* **REQUIREMENT**
Below are the records; copy each line in them that holds the word "bind".

─── STUDY MATERIAL

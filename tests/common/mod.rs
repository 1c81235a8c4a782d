// SPDX-License-Identifier: MIT
// Copyright 2026 Roland Dreier <roland@rolandd.dev>

use async_trait::async_trait;
use axum::body::Body;
use axum::response::Response;
use jsonwebtoken::{Algorithm, DecodingKey, EncodingKey, Header};
use kolang_api::config::Config;
use kolang_api::db::Database;
use kolang_api::error::AppError;
use kolang_api::models::{OnboardingProfile, User};
use kolang_api::routes::create_router;
use kolang_api::services::openai::{CompletionRequest, LanguageModel, TranscriptionRequest};
use kolang_api::services::{
    ConversationEngine, GoogleOAuthClient, GoogleOidcVerifier, PromptStore, SpeechTranscriber,
};
use kolang_api::AppState;
use std::collections::VecDeque;
use std::path::PathBuf;
use std::sync::{Arc, Mutex};

pub const TEST_OIDC_KID: &str = "test-kid";
pub const TEST_OIDC_PRIVATE_KEY: &[u8] = include_bytes!("../fixtures/oidc_test_key.pem");
const TEST_OIDC_PUBLIC_KEY: &[u8] = include_bytes!("../fixtures/oidc_test_key.pub.pem");

/// One scripted model outcome.
#[derive(Debug, Clone)]
#[allow(dead_code)]
pub enum Scripted {
    Reply(String),
    Fail(String),
}

/// What a transcription call saw.
#[derive(Debug, Clone)]
#[allow(dead_code)]
pub struct SeenAudio {
    pub path: PathBuf,
    pub existed: bool,
    pub bytes: Vec<u8>,
    pub language: String,
}

/// Language model double with queued answers and a call log.
#[derive(Default)]
pub struct ScriptedModel {
    completions: Mutex<VecDeque<Scripted>>,
    transcriptions: Mutex<VecDeque<Scripted>>,
    requests: Mutex<Vec<CompletionRequest>>,
    audio: Mutex<Vec<SeenAudio>>,
}

#[allow(dead_code)]
impl ScriptedModel {
    pub fn push_reply(&self, content: impl Into<String>) {
        self.completions
            .lock()
            .unwrap()
            .push_back(Scripted::Reply(content.into()));
    }

    /// Queue a conversation reply in the expected JSON shape.
    pub fn push_turn(&self, response: &str, end: bool) {
        self.push_reply(serde_json::json!({ "response": response, "end": end }).to_string());
    }

    /// Queue the summary and feedback replies of a closing turn.
    pub fn push_review(&self, summary: &str, grammar_points: &str, study_tips: &str) {
        self.push_reply(serde_json::json!({ "summary": summary }).to_string());
        self.push_reply(
            serde_json::json!({ "grammar_points": grammar_points, "study_tips": study_tips })
                .to_string(),
        );
    }

    pub fn push_failure(&self, message: &str) {
        self.completions
            .lock()
            .unwrap()
            .push_back(Scripted::Fail(message.to_string()));
    }

    pub fn push_transcript(&self, text: &str) {
        self.transcriptions
            .lock()
            .unwrap()
            .push_back(Scripted::Reply(text.to_string()));
    }

    pub fn push_transcription_failure(&self, message: &str) {
        self.transcriptions
            .lock()
            .unwrap()
            .push_back(Scripted::Fail(message.to_string()));
    }

    pub fn requests(&self) -> Vec<CompletionRequest> {
        self.requests.lock().unwrap().clone()
    }

    pub fn completion_calls(&self) -> usize {
        self.requests.lock().unwrap().len()
    }

    pub fn audio(&self) -> Vec<SeenAudio> {
        self.audio.lock().unwrap().clone()
    }
}

fn play(next: Option<Scripted>) -> Result<String, AppError> {
    match next {
        Some(Scripted::Reply(content)) => Ok(content),
        Some(Scripted::Fail(message)) => Err(AppError::Upstream(message)),
        None => Err(AppError::Upstream("no scripted reply left".to_string())),
    }
}

#[async_trait]
impl LanguageModel for ScriptedModel {
    async fn complete(&self, request: CompletionRequest) -> Result<String, AppError> {
        self.requests.lock().unwrap().push(request);
        play(self.completions.lock().unwrap().pop_front())
    }

    async fn transcribe(&self, request: TranscriptionRequest<'_>) -> Result<String, AppError> {
        let bytes = std::fs::read(request.audio_path).unwrap_or_default();
        self.audio.lock().unwrap().push(SeenAudio {
            path: request.audio_path.to_path_buf(),
            existed: request.audio_path.exists(),
            bytes,
            language: request.language.to_string(),
        });
        play(self.transcriptions.lock().unwrap().pop_front())
    }
}

/// Fresh in-memory database with the schema applied.
#[allow(dead_code)]
pub async fn test_db() -> Database {
    let db = Database::connect_with_pool_size("sqlite::memory:", 1)
        .await
        .expect("Failed to open in-memory SQLite");
    db.migrate().await.expect("Failed to run migrations");
    db
}

/// ID token verifier that trusts only the fixture key.
#[allow(dead_code)]
pub fn test_oidc_verifier(config: &Config) -> GoogleOidcVerifier {
    let key = DecodingKey::from_rsa_pem(TEST_OIDC_PUBLIC_KEY).expect("Invalid fixture public key");
    GoogleOidcVerifier::new_with_static_key(config, TEST_OIDC_KID, key)
        .expect("Failed to build OIDC verifier")
}

/// Create a test app over an in-memory database and a scripted model.
/// Returns the router, the shared state and the model.
#[allow(dead_code)]
pub async fn create_test_app() -> (axum::Router, Arc<AppState>, Arc<ScriptedModel>) {
    create_test_app_with_config(Config::test_default()).await
}

#[allow(dead_code)]
pub async fn create_test_app_with_frontend_url(
    frontend_url: &str,
) -> (axum::Router, Arc<AppState>, Arc<ScriptedModel>) {
    let mut config = Config::test_default();
    config.frontend_url = frontend_url.to_string();
    create_test_app_with_config(config).await
}

#[allow(dead_code)]
pub async fn create_test_app_with_config(
    config: Config,
) -> (axum::Router, Arc<AppState>, Arc<ScriptedModel>) {
    build_test_app(config, None).await
}

/// Test app whose Google token exchange goes to `token_url`.
#[allow(dead_code)]
pub async fn create_test_app_with_token_url(
    token_url: &str,
) -> (axum::Router, Arc<AppState>, Arc<ScriptedModel>) {
    build_test_app(Config::test_default(), Some(token_url)).await
}

async fn build_test_app(
    config: Config,
    token_url: Option<&str>,
) -> (axum::Router, Arc<AppState>, Arc<ScriptedModel>) {
    let db = test_db().await;
    let model = Arc::new(ScriptedModel::default());
    let language_model: Arc<dyn LanguageModel> = model.clone();

    let engine = ConversationEngine::new(
        db.clone(),
        language_model.clone(),
        PromptStore::new(&config.prompt_dir),
    );
    let transcriber = SpeechTranscriber::new(language_model);
    let mut google_oauth = GoogleOAuthClient::new(&config).expect("Failed to build OAuth client");
    if let Some(url) = token_url {
        google_oauth = google_oauth.with_token_url(url);
    }
    let google_oidc_verifier = Arc::new(test_oidc_verifier(&config));

    let state = Arc::new(AppState {
        config,
        db,
        engine,
        transcriber,
        google_oauth,
        google_oidc_verifier,
    });

    (create_router(state.clone()), state, model)
}

/// Sign Google-style ID token claims with the fixture key.
#[allow(dead_code)]
pub fn sign_test_id_token(claims: &serde_json::Value) -> String {
    let mut header = Header::new(Algorithm::RS256);
    header.kid = Some(TEST_OIDC_KID.to_string());
    let key = EncodingKey::from_rsa_pem(TEST_OIDC_PRIVATE_KEY).expect("Invalid fixture key");
    jsonwebtoken::encode(&header, claims, &key).expect("Failed to sign ID token")
}

/// Claims of a valid ID token for `subject`, issued now.
#[allow(dead_code)]
pub fn google_claims(config: &Config, subject: &str) -> serde_json::Value {
    let now = std::time::SystemTime::now()
        .duration_since(std::time::UNIX_EPOCH)
        .unwrap()
        .as_secs();
    serde_json::json!({
        "iss": "https://accounts.google.com",
        "aud": config.google_client_id,
        "sub": subject,
        "email": format!("{subject}@example.com"),
        "email_verified": true,
        "name": "Test Learner",
        "iat": now,
        "exp": now + 3600,
    })
}

/// Serve a stand-in Google token endpoint answering every exchange with
/// `id_token`. Returns the endpoint URL.
#[allow(dead_code)]
pub async fn spawn_token_endpoint(id_token: String) -> String {
    let app = axum::Router::new().route(
        "/token",
        axum::routing::post(move || {
            let id_token = id_token.clone();
            async move { axum::Json(serde_json::json!({ "id_token": id_token })) }
        }),
    );
    let listener = tokio::net::TcpListener::bind("127.0.0.1:0")
        .await
        .expect("Failed to bind token endpoint");
    let addr = listener.local_addr().expect("No local address");
    tokio::spawn(async move {
        axum::serve(listener, app).await.ok();
    });
    format!("http://{addr}/token")
}

/// Create a session token for a user id.
#[allow(dead_code)]
pub fn create_test_jwt(user_id: &str, signing_key: &[u8]) -> String {
    kolang_api::middleware::auth::create_jwt(user_id, signing_key).expect("Failed to create JWT")
}

/// Default learner profile used by the tests.
#[allow(dead_code)]
pub fn test_profile() -> OnboardingProfile {
    OnboardingProfile {
        level: "Beginner".to_string(),
        purpose: "travel".to_string(),
        age: "20s".to_string(),
    }
}

/// Insert a user, optionally with a completed onboarding profile.
#[allow(dead_code)]
pub async fn seed_user(db: &Database, user_id: &str, onboarded: bool) -> User {
    let email = format!("{user_id}@example.com");
    db.upsert_login_user(user_id, &email, Some("Test Learner"))
        .await
        .expect("Failed to insert user");
    if onboarded {
        let completed = db
            .complete_onboarding(user_id, &test_profile())
            .await
            .expect("Failed to onboard user");
        assert!(completed);
    }
    db.get_user(user_id)
        .await
        .expect("Failed to load user")
        .expect("User missing after insert")
}

/// Read a response body as JSON.
#[allow(dead_code)]
pub async fn json_body(response: Response) -> serde_json::Value {
    let bytes = axum::body::to_bytes(response.into_body(), usize::MAX)
        .await
        .expect("Failed to read body");
    serde_json::from_slice(&bytes).expect("Body is not JSON")
}

/// JSON POST with a bearer token.
#[allow(dead_code)]
pub fn post_json(uri: &str, token: &str, body: serde_json::Value) -> axum::http::Request<Body> {
    axum::http::Request::builder()
        .method("POST")
        .uri(uri)
        .header(axum::http::header::AUTHORIZATION, format!("Bearer {token}"))
        .header(axum::http::header::CONTENT_TYPE, "application/json")
        .body(Body::from(body.to_string()))
        .unwrap()
}

/// GET with a bearer token.
#[allow(dead_code)]
pub fn get_authed(uri: &str, token: &str) -> axum::http::Request<Body> {
    axum::http::Request::builder()
        .method("GET")
        .uri(uri)
        .header(axum::http::header::AUTHORIZATION, format!("Bearer {token}"))
        .body(Body::empty())
        .unwrap()
}

pub const MULTIPART_BOUNDARY: &str = "kolang-test-boundary";

/// Build a multipart/form-data body. Parts are `(name, content_type, bytes)`;
/// parts with a content type are sent as files.
#[allow(dead_code)]
pub fn multipart_request(
    uri: &str,
    token: &str,
    parts: &[(&str, Option<&str>, &[u8])],
) -> axum::http::Request<Body> {
    let mut body = Vec::new();
    for (name, content_type, bytes) in parts {
        body.extend_from_slice(format!("--{MULTIPART_BOUNDARY}\r\n").as_bytes());
        let disposition = match content_type {
            Some(_) => format!("form-data; name=\"{name}\"; filename=\"recording\""),
            None => format!("form-data; name=\"{name}\""),
        };
        body.extend_from_slice(format!("Content-Disposition: {disposition}\r\n").as_bytes());
        if let Some(ct) = content_type {
            body.extend_from_slice(format!("Content-Type: {ct}\r\n").as_bytes());
        }
        body.extend_from_slice(b"\r\n");
        body.extend_from_slice(bytes);
        body.extend_from_slice(b"\r\n");
    }
    body.extend_from_slice(format!("--{MULTIPART_BOUNDARY}--\r\n").as_bytes());

    axum::http::Request::builder()
        .method("POST")
        .uri(uri)
        .header(axum::http::header::AUTHORIZATION, format!("Bearer {token}"))
        .header(
            axum::http::header::CONTENT_TYPE,
            format!("multipart/form-data; boundary={MULTIPART_BOUNDARY}"),
        )
        .body(Body::from(body))
        .unwrap()
}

──────

* **TASK ANSWER**
    let listener = tokio::net::TcpListener::bind("127.0.0.1:0")
        .expect("Failed to bind token endpoint");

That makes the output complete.